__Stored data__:
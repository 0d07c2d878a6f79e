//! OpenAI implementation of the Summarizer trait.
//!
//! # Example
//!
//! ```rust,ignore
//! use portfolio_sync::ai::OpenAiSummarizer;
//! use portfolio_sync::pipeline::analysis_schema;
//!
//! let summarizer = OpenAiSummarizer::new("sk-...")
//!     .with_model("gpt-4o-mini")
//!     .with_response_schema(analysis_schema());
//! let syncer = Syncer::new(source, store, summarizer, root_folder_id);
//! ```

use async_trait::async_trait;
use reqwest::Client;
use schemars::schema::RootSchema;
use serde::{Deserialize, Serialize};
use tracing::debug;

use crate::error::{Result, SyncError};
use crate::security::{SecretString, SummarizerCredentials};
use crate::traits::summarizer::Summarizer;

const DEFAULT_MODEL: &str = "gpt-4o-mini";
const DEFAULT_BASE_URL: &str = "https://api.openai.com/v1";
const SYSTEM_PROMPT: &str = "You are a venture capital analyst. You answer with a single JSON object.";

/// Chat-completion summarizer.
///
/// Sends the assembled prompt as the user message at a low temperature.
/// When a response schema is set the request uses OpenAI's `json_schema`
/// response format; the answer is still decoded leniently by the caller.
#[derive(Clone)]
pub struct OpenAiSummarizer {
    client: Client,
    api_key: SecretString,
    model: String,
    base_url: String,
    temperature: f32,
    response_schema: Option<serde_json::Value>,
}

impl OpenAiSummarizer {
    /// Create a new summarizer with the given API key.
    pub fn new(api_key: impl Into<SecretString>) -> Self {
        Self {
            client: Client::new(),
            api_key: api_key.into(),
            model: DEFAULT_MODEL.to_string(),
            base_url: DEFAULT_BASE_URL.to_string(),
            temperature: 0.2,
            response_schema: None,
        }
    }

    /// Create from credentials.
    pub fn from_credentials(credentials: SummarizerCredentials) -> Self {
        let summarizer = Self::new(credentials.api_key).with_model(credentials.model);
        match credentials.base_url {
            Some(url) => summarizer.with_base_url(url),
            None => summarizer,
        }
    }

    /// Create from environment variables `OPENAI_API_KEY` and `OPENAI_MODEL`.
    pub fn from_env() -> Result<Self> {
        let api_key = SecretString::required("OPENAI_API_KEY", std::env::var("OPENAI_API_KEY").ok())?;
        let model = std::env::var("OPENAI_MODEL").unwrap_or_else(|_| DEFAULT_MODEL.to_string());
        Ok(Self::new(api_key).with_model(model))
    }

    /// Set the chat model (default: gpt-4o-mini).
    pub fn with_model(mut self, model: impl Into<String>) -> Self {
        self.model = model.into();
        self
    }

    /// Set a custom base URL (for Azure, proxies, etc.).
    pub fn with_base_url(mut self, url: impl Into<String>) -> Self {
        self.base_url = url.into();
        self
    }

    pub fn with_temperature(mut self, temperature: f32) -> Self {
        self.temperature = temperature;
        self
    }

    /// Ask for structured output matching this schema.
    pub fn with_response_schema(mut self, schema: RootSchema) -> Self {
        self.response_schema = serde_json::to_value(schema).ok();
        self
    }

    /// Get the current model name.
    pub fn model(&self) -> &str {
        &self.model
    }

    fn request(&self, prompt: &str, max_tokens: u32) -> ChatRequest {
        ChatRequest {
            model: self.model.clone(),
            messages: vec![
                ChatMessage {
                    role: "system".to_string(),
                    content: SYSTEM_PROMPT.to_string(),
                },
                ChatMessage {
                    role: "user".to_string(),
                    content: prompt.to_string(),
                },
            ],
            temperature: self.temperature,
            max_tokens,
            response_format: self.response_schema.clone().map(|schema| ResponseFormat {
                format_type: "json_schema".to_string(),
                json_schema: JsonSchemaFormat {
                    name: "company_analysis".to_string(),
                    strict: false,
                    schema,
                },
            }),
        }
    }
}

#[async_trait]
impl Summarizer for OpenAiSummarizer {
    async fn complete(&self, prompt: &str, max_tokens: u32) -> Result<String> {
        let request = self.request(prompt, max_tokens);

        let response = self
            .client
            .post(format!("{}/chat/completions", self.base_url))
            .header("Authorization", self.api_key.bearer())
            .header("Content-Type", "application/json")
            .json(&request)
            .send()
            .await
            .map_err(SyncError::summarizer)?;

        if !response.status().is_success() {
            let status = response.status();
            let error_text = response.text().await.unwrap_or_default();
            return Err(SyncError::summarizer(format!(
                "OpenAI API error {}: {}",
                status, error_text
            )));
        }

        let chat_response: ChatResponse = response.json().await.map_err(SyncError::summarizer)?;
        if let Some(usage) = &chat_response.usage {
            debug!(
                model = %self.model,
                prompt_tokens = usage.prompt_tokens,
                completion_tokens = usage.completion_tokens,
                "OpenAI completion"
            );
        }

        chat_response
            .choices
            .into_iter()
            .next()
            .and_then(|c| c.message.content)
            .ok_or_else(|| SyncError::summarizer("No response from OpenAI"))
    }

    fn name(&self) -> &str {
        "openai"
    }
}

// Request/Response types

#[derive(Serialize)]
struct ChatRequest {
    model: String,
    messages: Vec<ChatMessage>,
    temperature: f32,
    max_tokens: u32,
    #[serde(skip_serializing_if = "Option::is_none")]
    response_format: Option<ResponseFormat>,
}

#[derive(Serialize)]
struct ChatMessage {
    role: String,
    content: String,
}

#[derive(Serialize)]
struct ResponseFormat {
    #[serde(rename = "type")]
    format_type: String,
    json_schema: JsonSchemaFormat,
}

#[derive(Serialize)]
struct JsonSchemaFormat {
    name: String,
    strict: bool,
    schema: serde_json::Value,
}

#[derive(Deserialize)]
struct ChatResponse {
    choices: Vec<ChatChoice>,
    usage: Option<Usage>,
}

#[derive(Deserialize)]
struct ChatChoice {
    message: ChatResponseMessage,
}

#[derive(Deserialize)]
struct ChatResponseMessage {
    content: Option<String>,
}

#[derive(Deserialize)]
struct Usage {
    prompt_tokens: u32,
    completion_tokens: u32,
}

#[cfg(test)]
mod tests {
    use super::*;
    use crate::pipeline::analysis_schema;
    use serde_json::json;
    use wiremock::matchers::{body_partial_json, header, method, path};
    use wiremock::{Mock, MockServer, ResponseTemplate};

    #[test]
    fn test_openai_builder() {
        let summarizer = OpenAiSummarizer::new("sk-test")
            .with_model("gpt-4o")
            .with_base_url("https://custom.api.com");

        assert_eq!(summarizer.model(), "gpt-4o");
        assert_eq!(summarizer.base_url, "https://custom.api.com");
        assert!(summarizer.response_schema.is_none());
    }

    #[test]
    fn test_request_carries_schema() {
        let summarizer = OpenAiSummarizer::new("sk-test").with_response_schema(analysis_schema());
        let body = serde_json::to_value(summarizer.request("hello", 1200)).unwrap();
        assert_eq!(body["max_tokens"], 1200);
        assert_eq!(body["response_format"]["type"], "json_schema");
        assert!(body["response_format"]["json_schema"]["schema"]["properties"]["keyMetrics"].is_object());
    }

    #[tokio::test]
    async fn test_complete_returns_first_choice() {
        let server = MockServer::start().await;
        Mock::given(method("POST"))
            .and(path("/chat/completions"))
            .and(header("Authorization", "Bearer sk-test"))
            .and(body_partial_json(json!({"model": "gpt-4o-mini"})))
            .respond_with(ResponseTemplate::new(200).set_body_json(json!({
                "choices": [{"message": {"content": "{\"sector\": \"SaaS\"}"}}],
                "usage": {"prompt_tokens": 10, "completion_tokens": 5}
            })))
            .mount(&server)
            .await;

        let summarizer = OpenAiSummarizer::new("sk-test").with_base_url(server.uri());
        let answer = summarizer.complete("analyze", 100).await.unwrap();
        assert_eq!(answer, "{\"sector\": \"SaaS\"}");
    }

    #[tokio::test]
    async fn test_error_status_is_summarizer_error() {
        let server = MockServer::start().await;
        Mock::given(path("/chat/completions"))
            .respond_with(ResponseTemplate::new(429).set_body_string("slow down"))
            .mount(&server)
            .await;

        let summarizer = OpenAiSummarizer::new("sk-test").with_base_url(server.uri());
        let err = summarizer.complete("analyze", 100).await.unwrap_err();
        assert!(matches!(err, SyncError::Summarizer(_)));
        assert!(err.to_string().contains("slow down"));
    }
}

__Problem__: Please reproduce, exactly as they appear above, the lines from the line containing "#[derive(Clone)]" up to and including the line containing "pub fn with_response_schema(mut".

__Solution to this exercise__:
#[derive(Clone)]
pub struct OpenAiSummarizer {
    client: Client,
    api_key: SecretString,
    model: String,
    base_url: String,
    temperature: f32,
    response_schema: Option<serde_json::Value>,
}

impl OpenAiSummarizer {
    /// Create a new summarizer with the given API key.
    pub fn new(api_key: impl Into<SecretString>) -> Self {
        Self {
            client: Client::new(),
            api_key: api_key.into(),
            model: DEFAULT_MODEL.to_string(),
            base_url: DEFAULT_BASE_URL.to_string(),
            temperature: 0.2,
            response_schema: None,
        }
    }

    /// Create from credentials.
    pub fn from_credentials(credentials: SummarizerCredentials) -> Self {
        let summarizer = Self::new(credentials.api_key).with_model(credentials.model);
        match credentials.base_url {
            Some(url) => summarizer.with_base_url(url),
            None => summarizer,
        }
    }

    /// Create from environment variables `OPENAI_API_KEY` and `OPENAI_MODEL`.
    pub fn from_env() -> Result<Self> {
        let api_key = SecretString::required("OPENAI_API_KEY", std::env::var("OPENAI_API_KEY").ok())?;
        let model = std::env::var("OPENAI_MODEL").unwrap_or_else(|_| DEFAULT_MODEL.to_string());
        Ok(Self::new(api_key).with_model(model))
    }

    /// Set the chat model (default: gpt-4o-mini).
    pub fn with_model(mut self, model: impl Into<String>) -> Self {
        self.model = model.into();
        self
    }

    /// Set a custom base URL (for Azure, proxies, etc.).
    pub fn with_base_url(mut self, url: impl Into<String>) -> Self {
        self.base_url = url.into();
        self
    }

    pub fn with_temperature(mut self, temperature: f32) -> Self {
        self.temperature = temperature;
        self
    }

    /// Ask for structured output matching this schema.
    pub fn with_response_schema(mut self, schema: RootSchema) -> Self {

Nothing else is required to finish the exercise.